Segment Start: Data
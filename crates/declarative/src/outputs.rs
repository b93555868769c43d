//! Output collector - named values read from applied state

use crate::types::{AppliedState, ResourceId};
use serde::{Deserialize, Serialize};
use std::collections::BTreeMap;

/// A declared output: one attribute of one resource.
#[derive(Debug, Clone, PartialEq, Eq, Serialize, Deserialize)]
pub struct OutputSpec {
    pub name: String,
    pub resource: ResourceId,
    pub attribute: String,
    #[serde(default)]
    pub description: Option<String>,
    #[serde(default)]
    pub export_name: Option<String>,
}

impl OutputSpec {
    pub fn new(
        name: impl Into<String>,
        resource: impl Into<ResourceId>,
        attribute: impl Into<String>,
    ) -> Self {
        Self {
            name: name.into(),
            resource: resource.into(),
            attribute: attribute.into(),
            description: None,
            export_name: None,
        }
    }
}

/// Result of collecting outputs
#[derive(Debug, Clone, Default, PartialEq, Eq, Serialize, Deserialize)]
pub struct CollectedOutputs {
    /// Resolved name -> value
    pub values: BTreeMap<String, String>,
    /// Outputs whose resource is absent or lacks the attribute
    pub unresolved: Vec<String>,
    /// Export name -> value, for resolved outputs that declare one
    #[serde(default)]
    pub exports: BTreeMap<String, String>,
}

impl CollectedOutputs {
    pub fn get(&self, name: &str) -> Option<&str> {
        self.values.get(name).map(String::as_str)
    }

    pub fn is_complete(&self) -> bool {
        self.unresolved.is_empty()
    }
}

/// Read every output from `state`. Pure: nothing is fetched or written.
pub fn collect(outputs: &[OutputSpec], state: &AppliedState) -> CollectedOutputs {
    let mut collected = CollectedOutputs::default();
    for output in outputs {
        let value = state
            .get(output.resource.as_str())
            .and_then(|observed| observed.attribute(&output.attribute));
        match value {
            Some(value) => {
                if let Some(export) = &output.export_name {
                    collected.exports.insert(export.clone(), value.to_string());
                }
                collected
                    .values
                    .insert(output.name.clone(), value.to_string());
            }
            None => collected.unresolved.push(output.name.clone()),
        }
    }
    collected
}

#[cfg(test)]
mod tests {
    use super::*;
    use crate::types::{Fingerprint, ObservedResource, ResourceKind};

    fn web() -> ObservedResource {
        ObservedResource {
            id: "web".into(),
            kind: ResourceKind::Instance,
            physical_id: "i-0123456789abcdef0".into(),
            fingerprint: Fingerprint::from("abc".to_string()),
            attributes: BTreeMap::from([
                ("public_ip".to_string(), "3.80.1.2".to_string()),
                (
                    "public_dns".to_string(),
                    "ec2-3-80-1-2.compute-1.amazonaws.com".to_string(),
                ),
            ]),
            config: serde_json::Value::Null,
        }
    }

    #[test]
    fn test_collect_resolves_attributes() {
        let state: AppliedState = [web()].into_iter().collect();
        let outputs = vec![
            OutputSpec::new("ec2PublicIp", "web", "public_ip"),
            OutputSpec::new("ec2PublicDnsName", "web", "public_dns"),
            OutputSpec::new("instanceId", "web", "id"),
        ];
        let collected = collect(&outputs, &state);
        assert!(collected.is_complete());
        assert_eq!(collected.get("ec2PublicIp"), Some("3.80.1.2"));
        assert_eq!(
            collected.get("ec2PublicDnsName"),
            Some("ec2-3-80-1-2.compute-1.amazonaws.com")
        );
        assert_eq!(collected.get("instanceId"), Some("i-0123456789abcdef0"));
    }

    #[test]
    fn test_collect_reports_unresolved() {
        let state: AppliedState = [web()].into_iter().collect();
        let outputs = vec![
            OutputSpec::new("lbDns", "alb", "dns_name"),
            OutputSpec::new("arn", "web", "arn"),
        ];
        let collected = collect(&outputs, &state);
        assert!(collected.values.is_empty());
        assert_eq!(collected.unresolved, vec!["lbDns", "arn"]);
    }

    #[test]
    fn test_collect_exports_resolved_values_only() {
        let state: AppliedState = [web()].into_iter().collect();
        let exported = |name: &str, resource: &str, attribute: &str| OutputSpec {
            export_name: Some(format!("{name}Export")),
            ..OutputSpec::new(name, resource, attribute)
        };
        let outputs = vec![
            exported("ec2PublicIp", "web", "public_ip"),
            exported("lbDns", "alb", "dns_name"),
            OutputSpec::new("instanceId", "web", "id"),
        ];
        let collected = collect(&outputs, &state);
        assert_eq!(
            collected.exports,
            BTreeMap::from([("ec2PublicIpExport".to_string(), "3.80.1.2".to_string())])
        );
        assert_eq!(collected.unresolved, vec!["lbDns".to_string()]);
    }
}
Segment End: Data
Segment Start: Data
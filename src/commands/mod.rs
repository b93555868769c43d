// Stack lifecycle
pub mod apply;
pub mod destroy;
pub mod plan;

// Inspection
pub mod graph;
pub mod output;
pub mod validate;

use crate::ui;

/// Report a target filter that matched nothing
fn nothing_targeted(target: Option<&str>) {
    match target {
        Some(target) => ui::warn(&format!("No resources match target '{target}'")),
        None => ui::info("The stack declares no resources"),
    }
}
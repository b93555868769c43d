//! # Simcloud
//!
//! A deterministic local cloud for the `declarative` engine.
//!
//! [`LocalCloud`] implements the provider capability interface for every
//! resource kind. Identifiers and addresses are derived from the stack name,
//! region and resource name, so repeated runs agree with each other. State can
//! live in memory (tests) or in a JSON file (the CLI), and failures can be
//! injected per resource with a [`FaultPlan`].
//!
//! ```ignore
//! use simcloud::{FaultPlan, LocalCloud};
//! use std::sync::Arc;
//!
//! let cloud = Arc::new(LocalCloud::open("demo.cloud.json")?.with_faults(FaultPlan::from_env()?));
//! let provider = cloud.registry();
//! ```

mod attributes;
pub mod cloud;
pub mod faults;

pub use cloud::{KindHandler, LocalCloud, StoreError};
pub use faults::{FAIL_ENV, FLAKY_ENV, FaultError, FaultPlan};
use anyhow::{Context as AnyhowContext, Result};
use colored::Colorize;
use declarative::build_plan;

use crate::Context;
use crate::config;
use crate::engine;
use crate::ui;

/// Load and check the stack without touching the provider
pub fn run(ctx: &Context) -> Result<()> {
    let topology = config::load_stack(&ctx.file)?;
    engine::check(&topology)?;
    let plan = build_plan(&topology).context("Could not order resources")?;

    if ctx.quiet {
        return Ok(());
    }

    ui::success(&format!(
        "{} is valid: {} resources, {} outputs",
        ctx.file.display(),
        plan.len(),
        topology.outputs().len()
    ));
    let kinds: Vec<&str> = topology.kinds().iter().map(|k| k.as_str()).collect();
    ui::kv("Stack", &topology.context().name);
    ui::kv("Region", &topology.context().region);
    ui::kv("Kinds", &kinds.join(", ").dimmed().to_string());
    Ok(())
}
Segment End: Data
Please count the lines of the material above that contain "exported", and give only the number.

3